**About this task:**
Copy out every line in the entries below that includes "mpsc".
[Recorded information Boundary: Start]
//! Worker thread owning the interpreter.

use std::thread;

use async_trait::async_trait;
use tokio::sync::{mpsc, oneshot};

use pyrepl_core::{ExecutionOutcome, Interpreter, InterpreterError};

use crate::python::PythonSession;

enum EngineCommand {
    Execute {
        source: String,
        reply: oneshot::Sender<Result<ExecutionOutcome, InterpreterError>>,
    },
    Reset {
        reply: oneshot::Sender<()>,
    },
    Shutdown {
        reply: oneshot::Sender<()>,
    },
}

/// Async handle to the interpreter worker thread.
///
/// RustPython values are not `Send`, so a dedicated thread owns the
/// [`PythonSession`] and commands cross over a channel. The channel also
/// serializes interpreter access mechanically; admission control lives a
/// level up, in the session coordinator.
#[derive(Clone)]
pub struct EngineHandle {
    sender: mpsc::UnboundedSender<EngineCommand>,
}

impl EngineHandle {
    /// Spawn the worker and wait for the interpreter to come up.
    ///
    /// # Errors
    /// Returns [`InterpreterError::Init`] when the thread cannot start or
    /// dies while initializing the VM.
    pub async fn spawn(preload: Vec<String>) -> Result<Self, InterpreterError> {
        let (sender, mut receiver) = mpsc::unbounded_channel();
        let (ready_tx, ready_rx) = oneshot::channel();

        thread::Builder::new()
            .name("pyrepl-engine".to_owned())
            .spawn(move || {
                let mut session = PythonSession::new(preload);
                if ready_tx.send(()).is_err() {
                    return;
                }
                tracing::debug!("engine worker started");
                while let Some(command) = receiver.blocking_recv() {
                    match command {
                        EngineCommand::Execute { source, reply } => {
                            let _ = reply.send(session.run(&source));
                        }
                        EngineCommand::Reset { reply } => {
                            session.reset();
                            let _ = reply.send(());
                        }
                        EngineCommand::Shutdown { reply } => {
                            let _ = reply.send(());
                            break;
                        }
                    }
                }
                tracing::debug!("engine worker stopped");
            })
            .map_err(|err| InterpreterError::Init(err.to_string()))?;

        ready_rx
            .await
            .map_err(|_| InterpreterError::Init("engine worker died during startup".to_owned()))?;
        Ok(Self { sender })
    }

    /// Stop the worker thread once queued commands have drained.
    pub async fn shutdown(&self) -> Result<(), InterpreterError> {
        let (reply, rx) = oneshot::channel();
        self.sender
            .send(EngineCommand::Shutdown { reply })
            .map_err(|_| InterpreterError::Unavailable)?;
        rx.await.map_err(|_| InterpreterError::Unavailable)
    }
}

#[async_trait]
impl Interpreter for EngineHandle {
    async fn run(&self, source: &str) -> Result<ExecutionOutcome, InterpreterError> {
        let (reply, rx) = oneshot::channel();
        self.sender
            .send(EngineCommand::Execute {
                source: source.to_owned(),
                reply,
            })
            .map_err(|_| InterpreterError::Unavailable)?;
        rx.await.map_err(|_| InterpreterError::Unavailable)?
    }

    async fn reset(&self) -> Result<(), InterpreterError> {
        let (reply, rx) = oneshot::channel();
        self.sender
            .send(EngineCommand::Reset { reply })
            .map_err(|_| InterpreterError::Unavailable)?;
        rx.await.map_err(|_| InterpreterError::Unavailable)
    }
}
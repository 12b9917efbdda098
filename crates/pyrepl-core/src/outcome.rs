//! Result of running one snippet against the session namespace.

use serde::{Deserialize, Serialize};

/// Captured result of one execution.
///
/// Transient: it lives long enough to build a response and, when logging is
/// enabled, a transcript entry.
#[derive(Debug, Clone, Default, Serialize, Deserialize)]
pub struct ExecutionOutcome {
    /// Captured standard output.
    pub output: String,
    /// Captured standard error, including the rendered traceback when the
    /// snippet raised.
    pub error: String,
    /// Repr of a trailing bare expression, REPL style. A `None` result is
    /// not echoed.
    pub value: Option<String>,
    /// False when the snippet raised or failed to parse.
    pub success: bool,
}

impl ExecutionOutcome {
    /// Outcome of running nothing at all.
    #[must_use]
    pub fn empty() -> Self {
        Self {
            success: true,
            ..Self::default()
        }
    }

    /// Failed outcome carrying only an error message.
    #[must_use]
    pub fn failure(error: impl Into<String>) -> Self {
        Self {
            error: error.into(),
            ..Self::default()
        }
    }
}
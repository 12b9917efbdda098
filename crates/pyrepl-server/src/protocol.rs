//! Wire types for the HTTP protocol.

use serde::{Deserialize, Serialize};

use pyrepl_core::{ExecutionOutcome, ExecutionRequest};

/// Body of `POST /execute`.
#[derive(Debug, Clone, Serialize, Deserialize)]
pub struct ExecuteBody {
    /// Source lines, in order.
    pub code: Vec<String>,
}

impl From<ExecuteBody> for ExecutionRequest {
    fn from(body: ExecuteBody) -> Self {
        Self::new(body.code)
    }
}

/// Body of a `POST /execute` response.
///
/// Interpreter-level failures keep HTTP 200; `success` and `error` carry
/// the distinction. Non-2xx statuses are reserved for the server itself
/// being unable to process the request.
#[derive(Debug, Clone, Serialize, Deserialize)]
pub struct ExecuteReply {
    pub output: String,
    pub error: String,
    #[serde(skip_serializing_if = "Option::is_none")]
    pub value: Option<String>,
    pub success: bool,
}

impl From<ExecutionOutcome> for ExecuteReply {
    fn from(outcome: ExecutionOutcome) -> Self {
        Self {
            output: outcome.output,
            error: outcome.error,
            value: outcome.value,
            success: outcome.success,
        }
    }
}

/// Body of `GET /health`.
#[derive(Debug, Clone, Serialize, Deserialize)]
pub struct HealthReply {
    pub status: String,
    pub session_id: String,
}

/// Body of a successful `POST /reset`.
#[derive(Debug, Clone, Serialize, Deserialize)]
pub struct StatusReply {
    pub status: String,
}

/// Error body for every non-2xx response.
#[derive(Debug, Clone, Serialize, Deserialize)]
pub struct ErrorReply {
    pub error: String,
}

#[cfg(test)]
mod tests {
    use super::*;

    #[test]
    fn execute_body_parses_the_documented_shape() {
        let body: ExecuteBody =
            serde_json::from_str(r#"{"code": ["x = 1", "x"]}"#).expect("valid body");
        assert_eq!(body.code, vec!["x = 1", "x"]);

        let request = ExecutionRequest::from(body);
        assert_eq!(request.source(), "x = 1\nx");
    }

    #[test]
    fn execute_body_rejects_non_list_code() {
        assert!(serde_json::from_str::<ExecuteBody>(r#"{"code": "x = 1"}"#).is_err());
        assert!(serde_json::from_str::<ExecuteBody>(r"{}").is_err());
    }

    #[test]
    fn reply_omits_value_when_nothing_was_echoed() {
        let reply = ExecuteReply::from(ExecutionOutcome::empty());
        let json = serde_json::to_string(&reply).expect("serializes");
        assert!(!json.contains("value"));
        assert!(json.contains(r#""success":true"#));
    }
}
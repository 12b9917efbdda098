//! Source snippet submitted for execution.

use serde::{Deserialize, Serialize};

/// Ordered source lines submitted by a caller.
///
/// Immutable once accepted. Editors send selections verbatim, so the joined
/// source is dedented before it reaches the interpreter.
#[derive(Debug, Clone, Serialize, Deserialize)]
pub struct ExecutionRequest {
    lines: Vec<String>,
}

impl ExecutionRequest {
    #[must_use]
    pub fn new(lines: Vec<String>) -> Self {
        Self { lines }
    }

    /// The raw lines as received.
    #[must_use]
    pub fn lines(&self) -> &[String] {
        &self.lines
    }

    /// Joined, dedented source ready for the interpreter.
    #[must_use]
    pub fn source(&self) -> String {
        dedent(&self.lines.join("\n"))
    }

    /// True when there is nothing to execute.
    #[must_use]
    pub fn is_empty(&self) -> bool {
        self.lines.iter().all(|line| line.trim().is_empty())
    }
}

/// Strip the longest common leading whitespace from every non-blank line.
fn dedent(source: &str) -> String {
    let prefix = source
        .lines()
        .filter(|line| !line.trim().is_empty())
        .map(leading_whitespace)
        .reduce(common_prefix)
        .unwrap_or("");
    if prefix.is_empty() {
        return source.to_owned();
    }
    source
        .lines()
        .map(|line| {
            if line.trim().is_empty() {
                ""
            } else {
                line.strip_prefix(prefix).unwrap_or(line)
            }
        })
        .collect::<Vec<_>>()
        .join("\n")
}

fn leading_whitespace(line: &str) -> &str {
    let end = line.len() - line.trim_start().len();
    &line[..end]
}

fn common_prefix<'a>(a: &'a str, b: &'a str) -> &'a str {
    let len = a
        .bytes()
        .zip(b.bytes())
        .take_while(|(left, right)| left == right)
        .count();
    &a[..len]
}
[Recorded information Boundary: End]
**Solved problem:**
use tokio::sync::{mpsc, oneshot};
    sender: mpsc::UnboundedSender<EngineCommand>,
        let (sender, mut receiver) = mpsc::unbounded_channel();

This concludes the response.